Did you unzip the file and flash the extracted jbupdate.zip? If it's the same one I used that was the mistake I made


----------



## Moth_Killer (Apr 12, 2013)

Nah I haven't tried that yet. I'll see if it works and get back to you in little while


----------



## Moth_Killer (Apr 12, 2013)

Wait lol I see what you mean. No I didn't flash the extrated VersIon of the jbupdate. it was still in .zip

P.S. the error that keeps stopping me from flashing is this "Error in /tmp/sideload/package.zip (Status 7)

Hope that helps


----------



## BigByte (May 27, 2013)

If you are flashing the above upate.zip while in earlier ICS it is likely to fail. If you are on LH ICS it will flash.


----------



## dr.faramroze (Apr 6, 2012)

Do not flash 4.1.2 JB on Samsung Stellar or data will stop working on SIM card.


----------



## Balabharathi (Mar 29, 2013)

dr.faramroze said:


> Do not flash 4.1.2 JB on Samsung Stellar or data will stop working on SIM card.

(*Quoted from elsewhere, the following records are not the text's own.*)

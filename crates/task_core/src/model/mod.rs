pub mod priority;
pub mod task;
pub mod time_status;

pub use priority::Priority;
pub use task::Task;
pub use time_status::{
    MISSING_DATETIME, REMINDER_WINDOW, TimeStatus, format_datetime, parse_datetime,
    validate_time_order,
};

There is nothing like that . I have a stellar running 4.1.2 and have EVDO and 1X running with sim cards for RIL, TATA and MTS only 1X for BSNL cdma.


----------



## dr.faramroze (Apr 6, 2012)

This is good news. I have sold over 100 Stellars, but all had the same issue. Downgrade to 4.0.4 to restore data. Is there any tweak involved?

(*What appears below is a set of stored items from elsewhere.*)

use crate::clock::Clock;
use crate::error::AppError;
use crate::manager::TaskManager;
use crate::model::{Task, TimeStatus};
use std::sync::{Mutex, PoisonError};
use std::thread::JoinHandle;
use std::time::{Duration, Instant};

#[cfg(target_os = "linux")]
mod linux;
#[cfg(target_os = "linux")]
pub use linux::LinuxNotifier;

#[cfg(windows)]
mod windows;
#[cfg(windows)]
pub use windows::WindowsNotifier;

pub const DISABLE_ENV_VAR: &str = "TASK_CLI_DISABLE_NOTIFICATIONS";

/// How long `notify` keeps the process alive for a click on a notification.
pub const ACTIVATION_WAIT: Duration = Duration::from_secs(30);

const WAIT_POLL_INTERVAL: Duration = Duration::from_millis(50);

pub trait Notifier {
    fn notify(&self, task: &Task) -> Result<(), AppError>;

    fn notify_with_action(&self, task: &Task, action: &str) -> Result<(), AppError> {
        let _ = action;
        self.notify(task)
    }

    /// Blocks until every shown notification has been activated or closed,
    /// or until `timeout` passes. Returns how many are still pending.
    fn wait_for_activations(&self, timeout: Duration) -> usize {
        let _ = timeout;
        0
    }
}

/// Background threads listening for notification activations. The process
/// has to outlive them for a click to reach `task get`.
#[derive(Debug, Default)]
pub struct ActivationWaiters {
    handles: Mutex<Vec<JoinHandle<()>>>,
}

impl ActivationWaiters {
    pub fn push(&self, handle: JoinHandle<()>) {
        self.handles
            .lock()
            .unwrap_or_else(PoisonError::into_inner)
            .push(handle);
    }

    /// Joins finished waiters until none remain or `timeout` passes.
    /// Returns the number still running.
    pub fn wait(&self, timeout: Duration) -> usize {
        let deadline = Instant::now() + timeout;
        loop {
            let pending = self.join_finished();
            if pending == 0 || Instant::now() >= deadline {
                return pending;
            }
            let remaining = deadline.saturating_duration_since(Instant::now());
            std::thread::sleep(WAIT_POLL_INTERVAL.min(remaining));
        }
    }

    fn join_finished(&self) -> usize {
        let mut handles = self.handles.lock().unwrap_or_else(PoisonError::into_inner);
        let (finished, running): (Vec<_>, Vec<_>) =
            handles.drain(..).partition(|handle| handle.is_finished());
        *handles = running;
        drop(handles);

        for handle in finished {
            if handle.join().is_err() {
                tracing::warn!("notification activation listener panicked");
            }
        }
        self.handles
            .lock()
            .unwrap_or_else(PoisonError::into_inner)
            .len()
    }
}

pub struct NoopNotifier;

impl Notifier for NoopNotifier {
    fn notify(&self, _task: &Task) -> Result<(), AppError> {
        Ok(())
    }
}

#[derive(Debug)]
pub struct NotificationOutcome {
    pub tasks: Vec<Task>,
    pub failures: Vec<NotificationFailure>,
}

#[derive(Debug)]
pub struct NotificationFailure {
    pub task_id: u64,
    pub error: AppError,
}

pub fn notifier_from_env() -> Result<Box<dyn Notifier>, AppError> {
    if std::env::var(DISABLE_ENV_VAR).is_ok() {
        return Ok(Box::new(NoopNotifier));
    }

    match platform_notifier() {
        Ok(notifier) => Ok(notifier),
        Err(err) => match err {
            AppError::InvalidData(_) => {
                tracing::debug!(error = %err, "falling back to no-op notifier");
                Ok(Box::new(NoopNotifier))
            }
            other => Err(other),
        },
    }
}

/// Sends one notification per pending task that is overdue, due soon or has
/// an upcoming reminder, most urgent first. Failures are collected per task
/// instead of aborting the sweep.
pub fn notify_due_tasks<C: Clock>(
    manager: &mut TaskManager<C>,
    notifier: &dyn Notifier,
) -> NotificationOutcome {
    let mut notified = Vec::new();
    let mut failures = Vec::new();

    for task in manager.get_tasks_sorted(false, true) {
        if task.done || task.time_status() == TimeStatus::Normal {
            continue;
        }

        let action = activation_argument(task.id);
        match notifier.notify_with_action(&task, &action) {
            Ok(()) => notified.push(task),
            Err(error) => {
                tracing::warn!(task_id = task.id, error = %error, "notification failed");
                failures.push(NotificationFailure {
                    task_id: task.id,
                    error,
                });
            }
        }
    }

    NotificationOutcome {
        tasks: notified,
        failures,
    }
}

/// Notification body: title, id and urgency.
pub fn notification_body(task: &Task) -> String {
    format!("{} (#{}) - {}", task.title, task.id, task.time_status())
}

const ACTION_PREFIX: &str = "get:";

pub fn activation_argument(task_id: u64) -> String {
    format!("{ACTION_PREFIX}{task_id}")
}

pub fn parse_activation_argument(argument: &str) -> Option<u64> {
    argument
        .strip_prefix(ACTION_PREFIX)
        .and_then(|id| id.parse().ok())
}

/// Re-launches the current executable as `get <id>`.
pub fn launch_get(task_id: u64) -> Result<(), AppError> {
    let exe = std::env::current_exe().map_err(|err| AppError::io(err.to_string()))?;
    std::process::Command::new(exe)
        .arg("get")
        .arg(task_id.to_string())
        .spawn()
        .map_err(|err| AppError::io(err.to_string()))?;
    Ok(())
}

#[cfg(target_os = "linux")]
pub fn platform_notifier() -> Result<Box<dyn Notifier>, AppError> {
    Ok(Box::new(LinuxNotifier::default()))
}

#[cfg(windows)]
pub fn platform_notifier() -> Result<Box<dyn Notifier>, AppError> {
    Ok(Box::new(WindowsNotifier::default()))
}

#[cfg(not(any(target_os = "linux", windows)))]
pub fn platform_notifier() -> Result<Box<dyn Notifier>, AppError> {
    Err(AppError::invalid_data(
        "notifications are not supported on this platform",
    ))
}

Sent from my N5100 Samsung Galaxy Note 8


----------



## Balabharathi (Mar 29, 2013)

Yes sir, there is a small tweak to get the data up and running ... You need to downgrade it first , apply the tweak and then upgrade all the way to 4.1.2 .
I can guide you in and out of it....


----------



## kolkata (Feb 5, 2014)

[email protected] I am facing a typical problem on my galaxy stroller it is running on 4.0.4 and baseband version I200VRLH2.Reliance data (1x and Evdo)is not working.Only Tata Cdma Evdo is working.How to solve it? Please help.When trying to update my stellar by from external sd card, getting signature verification failed error.How to update my stellar?


----------